There is a budding tree branch that hangs right in front of my bedroom window. The buds are uniform and pop along the tree branch every two inches. And I look out through my bedroom window, which doubles as my studio, and I look out through my studio that doubles as my dining room, and I look out through my dining room that doubles as my living room, sitting on my convertible couch and watching the changing seasons.
From one position, a person has an endless chamber of perspectives. For me, I choose to reference landscapes in which I find geographic significance. Formally distilled characters are usually arranged in my work and their relationship to land depends on whether the character is consumed by the landscape, or is running from being consumed. The characters are usually searching for something, but don’t having the institutional memory to maintain this search. A type of amnesia, or erasure of tradition and culture, is what comes to my mind. When one is asked to migrate away from his or her original space, what happens? What do they take with them? My guess is what they can hold in hand: clothing, spirit, culture, religion, and memory.

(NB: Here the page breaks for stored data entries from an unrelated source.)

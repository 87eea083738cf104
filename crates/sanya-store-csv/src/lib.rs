//! Flat-file backend for the Sanya promise tracker.
//!
//! Each table is one comma-delimited file with a header row, kept under a
//! single data directory. Files are read and rewritten whole through
//! [`tokio::fs`].

mod store;

pub mod error;

pub use error::{Error, Result};
pub use store::CsvStore;
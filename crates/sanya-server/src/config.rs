//! Runtime server configuration.

use std::path::{Path, PathBuf};

use anyhow::Context as _;
use sanya_api::SessionKeys;
use serde::Deserialize;

/// Deserialised from an optional TOML file layered under `SANYA_*`
/// environment variables.
#[derive(Debug, Clone, Deserialize)]
#[serde(default)]
pub struct ServerConfig {
  pub host:           String,
  pub port:           u16,
  /// Directory holding the table files. A leading `~/` is expanded.
  pub data_dir:       PathBuf,
  /// HMAC secret for session cookies. Random per process when unset.
  pub session_secret: Option<String>,
  /// Mark the session cookie `Secure` (serve behind HTTPS).
  pub secure_cookies: bool,
}

impl Default for ServerConfig {
  fn default() -> Self {
    Self {
      host:           "127.0.0.1".to_string(),
      port:           3000,
      data_dir:       PathBuf::from("data"),
      session_secret: None,
      secure_cookies: false,
    }
  }
}

impl ServerConfig {
  /// Read `path` (if it exists) and the environment.
  pub fn load(path: &Path) -> anyhow::Result<Self> {
    config::Config::builder()
      .add_source(config::File::from(path.to_path_buf()).required(false))
      .add_source(config::Environment::with_prefix("SANYA"))
      .build()
      .context("failed to read config file")?
      .try_deserialize()
      .context("failed to deserialise ServerConfig")
  }

  pub fn address(&self) -> String { format!("{}:{}", self.host, self.port) }

  pub fn data_dir(&self) -> PathBuf { expand_tilde(&self.data_dir) }

  pub fn session_keys(&self) -> SessionKeys {
    match self.session_secret.as_deref().filter(|s| !s.is_empty()) {
      Some(secret) => SessionKeys::new(secret.as_bytes().to_vec(), self.secure_cookies),
      None => {
        tracing::warn!("no session_secret configured; sessions end when the process exits");
        SessionKeys::random(self.secure_cookies)
      }
    }
  }
}

/// Expand a leading `~` to the user's home directory.
fn expand_tilde(path: &Path) -> PathBuf {
  let s = path.to_string_lossy();
  if let Some(rest) = s.strip_prefix("~/")
    && let Ok(home) = std::env::var("HOME")
  {
    return PathBuf::from(home).join(rest);
  }
  path.to_path_buf()
}
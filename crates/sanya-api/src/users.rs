//! Handlers for `/users` endpoints. All require an admin session.

use axum::extract::{Path, State};
use sanya_core::{store::TableStore, user::SafeUser};

use crate::{
  AppState,
  error::ApiError,
  extract::{Data, Message},
  session::AdminUser,
};

/// `GET /users`
pub async fn list<S: TableStore + 'static>(
  State(state): State<AppState<S>>,
  _admin: AdminUser,
) -> Result<Data<Vec<SafeUser>>, ApiError> {
  Ok(Data(state.accounts.all_users().await?))
}

/// `GET /users/{id}`
pub async fn get_one<S: TableStore + 'static>(
  State(state): State<AppState<S>>,
  _admin: AdminUser,
  Path(id): Path<String>,
) -> Result<Data<SafeUser>, ApiError> {
  state
    .accounts
    .user_by_id(&id)
    .await?
    .map(Data)
    .ok_or_else(|| ApiError::NotFound("User not found".into()))
}

/// `DELETE /users/{id}`
pub async fn delete<S: TableStore + 'static>(
  State(state): State<AppState<S>>,
  AdminUser(admin): AdminUser,
  Path(id): Path<String>,
) -> Result<Message, ApiError> {
  if !state.accounts.delete_user(&id).await? {
    return Err(ApiError::NotFound("User not found".into()));
  }
  tracing::info!(%id, by = %admin.id, "user deleted");
  Ok(Message("User deleted successfully"))
}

Lately I’ve used the Hindu Kush mountain range as an allegorical space for narratives that take on the role of searching. On a literal level, the Hindu Kush mountain range is a site where ethnic and political tensions arise because nobody is quite sure who, or what, belongs in that space. No one group can rationally claim ownership to that specific space, and as a result the boundaries that are carved, and decisions about who, and what, belongs in each place turn quickly to the absurd. Migrations, of culture and people, are often the result of absurd claims to an appropriated religious or culture presence in the space of places. The idea of borders, or boundaries and their translocality, or people living in liminal states, play heavily in much of my work.
I am now reading: Fear of Small Numbers: An Essay on the Geography of Anger, by Arjun Appadurai.